So listed right up there with Congress's power to lay and collect taxes and to declare war
and gather armies is the power to promote the progress of learning and knowledge through
the grant of a limited monopoly to authors and inventors in the form of copyrights and
patents. It is, without question, the coolest of the Congressional powers. Stan, does that
seem biased? Oh, I'm Stan, oh, uh, Mark, does that seem biased? No? Good. The law has undergone
several major revisions in the past 225 years, and it's currently in the process of a major review.
So let's talk about what types of works are eligible for copyright protection and what
rights authors or owners have in those works. Copyright law protects original works of authorship.
Originality in the context of copyright means only that the work owes its origin to the author.
That is, it's independently created and isn't copied from other works.
How creative do these original works have to be though? Not very, at all. For a work
to be copyrightable, there only needs to be a minimal amount of creativity. Adult judges
in court have described in in court as a scintilla, a dab, even a glimmer. So why is the bar for
creativity set so low? Well, it's because lawmakers and judges probably aren't the best
people to decide what types of creative works promote the progress of knowledge. Supreme
Court Justice Oliver Wendell Holmes said, "It would be a dangerous undertaking for persons
trained only to the law to constitute themselves judges of the worth of pictorial illustrations
outside of the narrowest and most obvious limits." Holmes may have been speaking specifically
about pictorial illustrations in this case, but the principle applies to any type of creative work.
Anyway, Holmes clearly feels that judges don't necessarily make the best art critics.

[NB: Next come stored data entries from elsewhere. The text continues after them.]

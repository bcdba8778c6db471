//! Element capabilities the controllers are written against.
//!
//! The browser binding implements these for `web-sys` handles; tests use the
//! in-memory fakes in `testing`. All methods take `&self`: DOM handles are
//! shared references into the document, so mutation goes through them.

/// A page element the controllers can read and mutate.
pub trait Widget {
    fn attr(&self, name: &str) -> Option<String>;
    fn set_attr(&self, name: &str, value: &str);

    fn has_class(&self, class: &str) -> bool;
    fn set_class(&self, class: &str, present: bool);

    /// Flip `class` and return whether it is now present.
    fn toggle_class(&self, class: &str) -> bool {
        let present = !self.has_class(class);
        self.set_class(class, present);
        present
    }

    fn text(&self) -> String;
    fn set_text(&self, text: &str);

    fn take_focus(&self, prevent_scroll: bool);

    /// Smooth-scroll the element so its top edge aligns with the viewport start.
    fn scroll_into_view_smooth(&self);

    /// Read a boolean ARIA-style attribute. Anything but `"true"` is false.
    fn state(&self, name: &str) -> bool {
        self.attr(name).as_deref() == Some("true")
    }

    fn set_state(&self, name: &str, on: bool) {
        self.set_attr(name, if on { "true" } else { "false" });
    }
}

/// `<input type="range">` style control.
pub trait RangeInput: Widget {
    /// Current numeric value, NaN if the control holds no number.
    fn value(&self) -> f64;
    fn set_value(&self, value: f64);
    fn set_max(&self, max: f64);
}

/// Native media element. Playback, decoding and timing stay with the browser.
pub trait MediaElement {
    fn is_paused(&self) -> bool;
    fn play(&self);
    fn pause(&self);
    fn current_time(&self) -> f64;
    fn set_current_time(&self, seconds: f64);
    /// Total length in seconds; NaN until metadata has loaded.
    fn duration(&self) -> f64;
    fn set_volume(&self, volume: f64);
}

/// Inline style declaration of an element (used on the document root).
pub trait InlineStyle {
    fn set_property(&self, name: &str, value: &str);
    fn remove_property(&self, name: &str);
}

/// Node a document-level click can land on.
pub trait ClickTarget {
    /// Whether the node or one of its ancestors matches `selector`.
    fn is_within(&self, selector: &str) -> bool;
}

So what does Holmes mean by "narrow and obvious limits"? Well, words and short phrases like
names (John Green), titles (like The Fault in Our Stars), slogans ("one sick love story"),
fonts, coloring, mere listings of ingredients or contents, familiar symbols or designs (like
an 8-ball), none of this is protectable under copyright law. Are they protected by any other
branch of intellectual property? Ask again later.
One quick note: In order for a work to be protected by copyright, it need not in and
of itself promote the progress of science. From literary novels to the most graphic pornography,
it's probably protectable. The courts have concluded that it isn't a question of whether
a work promotes the progress of knowledge but that all works are granted equal protection.
In this way, the law encourages people to create a diverse array of stuff. At the end
of the day, it's the system that promotes the progress of science and not the individual works.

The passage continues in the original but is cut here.